*Work instructions*
Read through the lines below and copy the ones holding the string "serde".

Stored data:
━━━━━━━━━━

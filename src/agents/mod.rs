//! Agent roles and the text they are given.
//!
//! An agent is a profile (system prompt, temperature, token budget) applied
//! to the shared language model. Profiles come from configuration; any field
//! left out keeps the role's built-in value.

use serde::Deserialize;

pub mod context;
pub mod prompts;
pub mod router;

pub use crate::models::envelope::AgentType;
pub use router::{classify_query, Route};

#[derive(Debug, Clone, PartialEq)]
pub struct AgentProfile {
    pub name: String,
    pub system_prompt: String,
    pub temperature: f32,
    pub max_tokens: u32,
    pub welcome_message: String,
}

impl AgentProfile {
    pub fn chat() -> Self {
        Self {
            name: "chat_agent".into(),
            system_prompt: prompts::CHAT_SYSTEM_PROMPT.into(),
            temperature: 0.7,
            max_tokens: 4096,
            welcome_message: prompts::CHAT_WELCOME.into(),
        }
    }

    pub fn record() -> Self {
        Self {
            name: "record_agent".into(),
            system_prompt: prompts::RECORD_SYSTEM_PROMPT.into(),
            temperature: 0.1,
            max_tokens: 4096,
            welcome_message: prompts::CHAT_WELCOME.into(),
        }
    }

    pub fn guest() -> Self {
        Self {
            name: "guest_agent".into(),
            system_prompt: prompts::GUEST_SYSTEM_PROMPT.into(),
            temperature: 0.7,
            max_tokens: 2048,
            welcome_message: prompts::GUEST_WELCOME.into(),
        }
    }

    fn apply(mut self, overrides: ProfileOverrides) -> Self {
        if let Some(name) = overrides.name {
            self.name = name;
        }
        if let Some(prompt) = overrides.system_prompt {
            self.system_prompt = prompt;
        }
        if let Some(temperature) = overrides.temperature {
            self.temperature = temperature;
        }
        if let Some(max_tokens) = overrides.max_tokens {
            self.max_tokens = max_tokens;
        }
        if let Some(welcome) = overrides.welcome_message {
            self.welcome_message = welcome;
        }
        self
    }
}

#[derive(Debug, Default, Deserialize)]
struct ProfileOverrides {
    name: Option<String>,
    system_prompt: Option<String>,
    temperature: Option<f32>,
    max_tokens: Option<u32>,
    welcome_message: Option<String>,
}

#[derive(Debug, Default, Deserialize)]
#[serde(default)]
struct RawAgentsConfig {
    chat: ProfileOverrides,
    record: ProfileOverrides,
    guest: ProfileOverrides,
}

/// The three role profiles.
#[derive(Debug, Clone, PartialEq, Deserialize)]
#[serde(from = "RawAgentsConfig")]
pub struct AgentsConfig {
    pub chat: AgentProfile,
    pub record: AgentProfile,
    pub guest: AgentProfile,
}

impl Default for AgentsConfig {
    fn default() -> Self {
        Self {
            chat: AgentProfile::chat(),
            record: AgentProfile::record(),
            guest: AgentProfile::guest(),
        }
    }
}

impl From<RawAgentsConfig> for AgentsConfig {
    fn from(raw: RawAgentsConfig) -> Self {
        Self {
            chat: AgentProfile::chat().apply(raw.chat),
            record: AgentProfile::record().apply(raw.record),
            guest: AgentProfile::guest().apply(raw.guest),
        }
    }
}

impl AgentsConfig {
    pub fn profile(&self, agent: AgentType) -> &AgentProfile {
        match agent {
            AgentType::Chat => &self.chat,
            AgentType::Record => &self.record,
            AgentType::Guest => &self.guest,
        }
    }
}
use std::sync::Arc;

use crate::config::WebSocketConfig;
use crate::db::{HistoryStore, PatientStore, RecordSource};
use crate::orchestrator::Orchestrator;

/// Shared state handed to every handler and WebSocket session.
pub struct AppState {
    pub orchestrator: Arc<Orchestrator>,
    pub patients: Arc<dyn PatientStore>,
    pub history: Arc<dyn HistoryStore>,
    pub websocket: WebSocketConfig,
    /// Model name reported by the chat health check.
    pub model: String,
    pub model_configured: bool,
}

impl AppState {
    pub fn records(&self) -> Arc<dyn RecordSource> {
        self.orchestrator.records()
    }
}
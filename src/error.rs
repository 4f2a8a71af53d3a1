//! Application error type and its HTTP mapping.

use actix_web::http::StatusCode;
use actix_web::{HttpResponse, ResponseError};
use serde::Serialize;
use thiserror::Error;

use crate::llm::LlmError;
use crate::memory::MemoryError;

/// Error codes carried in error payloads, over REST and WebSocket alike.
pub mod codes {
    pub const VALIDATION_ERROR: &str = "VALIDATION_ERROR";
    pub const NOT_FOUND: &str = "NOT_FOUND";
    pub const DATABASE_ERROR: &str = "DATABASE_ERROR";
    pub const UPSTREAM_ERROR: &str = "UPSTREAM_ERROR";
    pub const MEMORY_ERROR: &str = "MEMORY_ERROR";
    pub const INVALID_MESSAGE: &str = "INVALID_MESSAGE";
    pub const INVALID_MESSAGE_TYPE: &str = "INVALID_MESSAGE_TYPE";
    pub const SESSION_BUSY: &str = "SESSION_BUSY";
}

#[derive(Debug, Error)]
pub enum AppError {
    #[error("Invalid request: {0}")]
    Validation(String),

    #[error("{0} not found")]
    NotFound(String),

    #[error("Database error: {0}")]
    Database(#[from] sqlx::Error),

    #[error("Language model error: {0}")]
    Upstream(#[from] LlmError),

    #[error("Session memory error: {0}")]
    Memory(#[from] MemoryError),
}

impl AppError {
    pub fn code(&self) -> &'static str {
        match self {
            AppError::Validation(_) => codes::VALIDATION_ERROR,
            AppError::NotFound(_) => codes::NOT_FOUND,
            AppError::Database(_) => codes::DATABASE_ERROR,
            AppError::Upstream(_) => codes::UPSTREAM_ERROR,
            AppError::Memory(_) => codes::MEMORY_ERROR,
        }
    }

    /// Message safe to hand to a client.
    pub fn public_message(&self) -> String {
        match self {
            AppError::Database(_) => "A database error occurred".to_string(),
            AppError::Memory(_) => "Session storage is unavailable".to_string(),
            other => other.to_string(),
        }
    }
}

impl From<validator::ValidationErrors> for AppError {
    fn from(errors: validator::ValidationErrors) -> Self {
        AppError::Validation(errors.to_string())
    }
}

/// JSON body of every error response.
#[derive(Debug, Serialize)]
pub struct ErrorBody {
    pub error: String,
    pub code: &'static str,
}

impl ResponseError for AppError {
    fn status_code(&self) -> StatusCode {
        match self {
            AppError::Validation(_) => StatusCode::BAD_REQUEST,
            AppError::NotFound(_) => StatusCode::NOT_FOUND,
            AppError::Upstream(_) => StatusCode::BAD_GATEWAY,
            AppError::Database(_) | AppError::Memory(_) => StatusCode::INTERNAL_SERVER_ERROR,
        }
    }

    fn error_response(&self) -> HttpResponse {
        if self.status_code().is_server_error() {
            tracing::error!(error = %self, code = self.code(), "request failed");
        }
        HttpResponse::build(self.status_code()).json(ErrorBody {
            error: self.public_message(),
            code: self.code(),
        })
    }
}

━━━━━━━━━━

*Solved exercise*
use serde::Deserialize;
#[serde(default)]
#[serde(from = "RawAgentsConfig")]
use serde::Serialize;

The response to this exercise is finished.